A single figure is required: the number of lines below in which the word "insert" occurs.

Records excerpted from a collection
┄┄┄┄┄┄

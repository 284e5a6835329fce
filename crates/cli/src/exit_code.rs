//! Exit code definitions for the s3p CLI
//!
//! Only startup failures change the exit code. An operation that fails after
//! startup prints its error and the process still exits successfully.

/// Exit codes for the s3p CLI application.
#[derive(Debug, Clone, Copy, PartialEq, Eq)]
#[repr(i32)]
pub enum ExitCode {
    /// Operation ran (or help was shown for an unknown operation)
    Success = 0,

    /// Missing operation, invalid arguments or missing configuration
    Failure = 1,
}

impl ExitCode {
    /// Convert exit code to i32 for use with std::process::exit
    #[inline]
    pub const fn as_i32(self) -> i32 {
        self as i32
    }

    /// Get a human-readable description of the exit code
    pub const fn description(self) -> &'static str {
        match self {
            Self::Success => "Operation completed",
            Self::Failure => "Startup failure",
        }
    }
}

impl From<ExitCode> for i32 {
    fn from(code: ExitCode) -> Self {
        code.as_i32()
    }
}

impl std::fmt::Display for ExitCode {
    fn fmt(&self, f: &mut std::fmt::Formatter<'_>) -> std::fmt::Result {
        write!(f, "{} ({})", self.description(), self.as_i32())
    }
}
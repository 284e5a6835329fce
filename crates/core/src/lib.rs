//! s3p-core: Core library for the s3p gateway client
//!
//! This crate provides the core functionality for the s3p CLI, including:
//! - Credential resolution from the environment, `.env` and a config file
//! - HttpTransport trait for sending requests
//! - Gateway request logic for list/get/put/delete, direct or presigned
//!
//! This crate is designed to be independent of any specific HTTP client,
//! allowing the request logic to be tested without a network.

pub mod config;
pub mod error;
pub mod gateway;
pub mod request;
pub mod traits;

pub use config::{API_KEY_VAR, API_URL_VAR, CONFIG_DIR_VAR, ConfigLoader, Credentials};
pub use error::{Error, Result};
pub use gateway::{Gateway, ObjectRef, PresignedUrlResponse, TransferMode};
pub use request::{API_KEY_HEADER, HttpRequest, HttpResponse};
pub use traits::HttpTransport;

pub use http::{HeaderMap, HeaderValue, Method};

┄┄┄┄┄┄

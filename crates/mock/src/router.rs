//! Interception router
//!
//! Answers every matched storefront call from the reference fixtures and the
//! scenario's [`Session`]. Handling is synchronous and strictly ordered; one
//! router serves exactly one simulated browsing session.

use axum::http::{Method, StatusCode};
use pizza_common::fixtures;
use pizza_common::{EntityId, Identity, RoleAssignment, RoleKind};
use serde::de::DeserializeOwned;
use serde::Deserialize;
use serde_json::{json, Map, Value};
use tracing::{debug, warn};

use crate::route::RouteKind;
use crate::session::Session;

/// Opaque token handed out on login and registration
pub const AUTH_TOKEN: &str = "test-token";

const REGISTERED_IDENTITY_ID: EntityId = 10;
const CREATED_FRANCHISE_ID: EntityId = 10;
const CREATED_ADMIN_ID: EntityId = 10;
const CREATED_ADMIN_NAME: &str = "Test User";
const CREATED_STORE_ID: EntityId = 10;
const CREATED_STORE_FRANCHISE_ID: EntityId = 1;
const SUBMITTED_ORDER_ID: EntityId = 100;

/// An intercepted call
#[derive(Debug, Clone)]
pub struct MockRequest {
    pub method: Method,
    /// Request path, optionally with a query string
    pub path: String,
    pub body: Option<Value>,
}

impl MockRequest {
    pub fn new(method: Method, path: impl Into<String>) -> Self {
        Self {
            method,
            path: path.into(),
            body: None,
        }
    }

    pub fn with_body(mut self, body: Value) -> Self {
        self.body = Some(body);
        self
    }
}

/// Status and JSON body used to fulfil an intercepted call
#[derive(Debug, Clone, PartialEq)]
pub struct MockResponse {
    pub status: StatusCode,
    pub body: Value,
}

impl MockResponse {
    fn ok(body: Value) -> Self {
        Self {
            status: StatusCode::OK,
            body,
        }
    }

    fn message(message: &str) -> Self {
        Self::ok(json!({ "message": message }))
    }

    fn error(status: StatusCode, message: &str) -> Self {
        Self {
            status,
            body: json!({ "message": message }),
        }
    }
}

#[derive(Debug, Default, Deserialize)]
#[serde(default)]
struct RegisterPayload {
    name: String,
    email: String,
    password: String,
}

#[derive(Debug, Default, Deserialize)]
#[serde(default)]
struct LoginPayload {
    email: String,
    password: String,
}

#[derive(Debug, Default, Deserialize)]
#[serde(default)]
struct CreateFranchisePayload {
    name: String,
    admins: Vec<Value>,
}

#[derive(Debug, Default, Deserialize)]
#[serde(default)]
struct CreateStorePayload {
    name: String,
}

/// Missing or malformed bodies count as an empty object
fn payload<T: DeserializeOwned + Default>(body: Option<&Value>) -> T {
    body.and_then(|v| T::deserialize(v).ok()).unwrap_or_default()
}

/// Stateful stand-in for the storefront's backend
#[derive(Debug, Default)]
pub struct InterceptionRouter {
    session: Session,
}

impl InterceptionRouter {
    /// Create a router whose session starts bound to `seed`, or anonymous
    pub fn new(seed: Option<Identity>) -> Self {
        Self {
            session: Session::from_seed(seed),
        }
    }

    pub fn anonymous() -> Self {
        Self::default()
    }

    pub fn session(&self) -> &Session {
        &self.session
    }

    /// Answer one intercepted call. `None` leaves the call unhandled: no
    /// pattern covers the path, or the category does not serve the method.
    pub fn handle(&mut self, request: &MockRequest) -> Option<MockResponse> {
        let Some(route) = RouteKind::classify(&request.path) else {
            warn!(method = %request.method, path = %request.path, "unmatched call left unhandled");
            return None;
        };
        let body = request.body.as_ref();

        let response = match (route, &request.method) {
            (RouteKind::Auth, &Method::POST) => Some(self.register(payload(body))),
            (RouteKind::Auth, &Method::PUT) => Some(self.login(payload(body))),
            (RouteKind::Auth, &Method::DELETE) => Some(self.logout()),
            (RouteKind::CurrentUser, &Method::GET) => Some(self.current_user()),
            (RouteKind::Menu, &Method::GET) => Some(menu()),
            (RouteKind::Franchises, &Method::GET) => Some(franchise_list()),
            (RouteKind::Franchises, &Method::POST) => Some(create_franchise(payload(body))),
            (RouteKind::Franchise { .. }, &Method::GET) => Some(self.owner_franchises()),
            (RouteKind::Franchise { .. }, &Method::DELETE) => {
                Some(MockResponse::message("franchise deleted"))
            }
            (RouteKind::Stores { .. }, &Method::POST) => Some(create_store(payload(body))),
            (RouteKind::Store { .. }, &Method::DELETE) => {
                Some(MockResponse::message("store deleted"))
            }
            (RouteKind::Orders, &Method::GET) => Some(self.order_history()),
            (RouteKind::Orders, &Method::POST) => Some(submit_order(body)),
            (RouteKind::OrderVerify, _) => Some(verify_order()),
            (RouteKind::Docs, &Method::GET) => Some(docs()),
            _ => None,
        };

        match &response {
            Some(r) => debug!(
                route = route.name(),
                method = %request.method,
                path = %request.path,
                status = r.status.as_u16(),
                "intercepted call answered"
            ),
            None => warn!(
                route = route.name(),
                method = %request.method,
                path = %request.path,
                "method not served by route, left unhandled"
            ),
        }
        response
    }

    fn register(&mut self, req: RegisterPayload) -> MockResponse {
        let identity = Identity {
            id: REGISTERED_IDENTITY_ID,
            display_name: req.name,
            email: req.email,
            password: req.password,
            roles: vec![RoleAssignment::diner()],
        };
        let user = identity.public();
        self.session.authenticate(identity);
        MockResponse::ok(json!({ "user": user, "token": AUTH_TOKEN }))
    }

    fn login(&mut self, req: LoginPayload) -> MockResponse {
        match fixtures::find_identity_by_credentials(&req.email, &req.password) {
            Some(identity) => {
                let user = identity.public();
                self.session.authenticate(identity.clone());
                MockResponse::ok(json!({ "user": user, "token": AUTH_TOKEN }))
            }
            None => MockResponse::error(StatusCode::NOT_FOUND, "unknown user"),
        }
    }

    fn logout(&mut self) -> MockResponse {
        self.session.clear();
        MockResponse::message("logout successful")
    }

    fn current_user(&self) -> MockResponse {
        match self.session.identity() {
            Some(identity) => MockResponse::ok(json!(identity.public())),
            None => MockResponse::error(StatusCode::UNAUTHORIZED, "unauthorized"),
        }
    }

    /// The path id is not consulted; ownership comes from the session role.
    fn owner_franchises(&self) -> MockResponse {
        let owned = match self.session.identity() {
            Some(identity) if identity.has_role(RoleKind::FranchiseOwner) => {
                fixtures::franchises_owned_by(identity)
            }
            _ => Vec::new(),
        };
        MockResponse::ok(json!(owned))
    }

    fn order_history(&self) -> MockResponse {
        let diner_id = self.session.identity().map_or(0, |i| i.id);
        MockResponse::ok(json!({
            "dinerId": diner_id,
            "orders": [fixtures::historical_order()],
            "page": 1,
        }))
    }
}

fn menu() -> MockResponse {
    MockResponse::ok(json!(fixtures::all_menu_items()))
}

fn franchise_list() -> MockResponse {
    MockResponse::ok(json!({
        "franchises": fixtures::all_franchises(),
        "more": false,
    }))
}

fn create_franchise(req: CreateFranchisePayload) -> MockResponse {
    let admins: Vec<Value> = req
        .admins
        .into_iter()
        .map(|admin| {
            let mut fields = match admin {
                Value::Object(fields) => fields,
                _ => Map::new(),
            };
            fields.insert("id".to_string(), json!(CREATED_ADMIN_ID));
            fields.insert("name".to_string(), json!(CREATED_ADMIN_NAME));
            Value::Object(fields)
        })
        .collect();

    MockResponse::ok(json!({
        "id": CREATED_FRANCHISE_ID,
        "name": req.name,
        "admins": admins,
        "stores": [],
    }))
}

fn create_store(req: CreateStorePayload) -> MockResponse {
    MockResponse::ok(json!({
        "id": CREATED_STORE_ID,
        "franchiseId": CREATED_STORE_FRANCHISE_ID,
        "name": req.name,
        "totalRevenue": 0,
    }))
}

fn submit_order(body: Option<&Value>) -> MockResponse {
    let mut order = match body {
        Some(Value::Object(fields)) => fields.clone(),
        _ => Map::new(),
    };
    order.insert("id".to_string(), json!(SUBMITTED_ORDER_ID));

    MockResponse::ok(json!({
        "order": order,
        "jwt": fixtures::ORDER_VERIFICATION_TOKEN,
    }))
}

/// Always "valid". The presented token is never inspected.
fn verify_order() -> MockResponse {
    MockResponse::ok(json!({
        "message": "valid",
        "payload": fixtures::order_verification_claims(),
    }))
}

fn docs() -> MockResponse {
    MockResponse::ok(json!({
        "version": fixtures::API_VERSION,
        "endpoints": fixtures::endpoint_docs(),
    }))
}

┄┄┄┄┄┄

## The completed task
3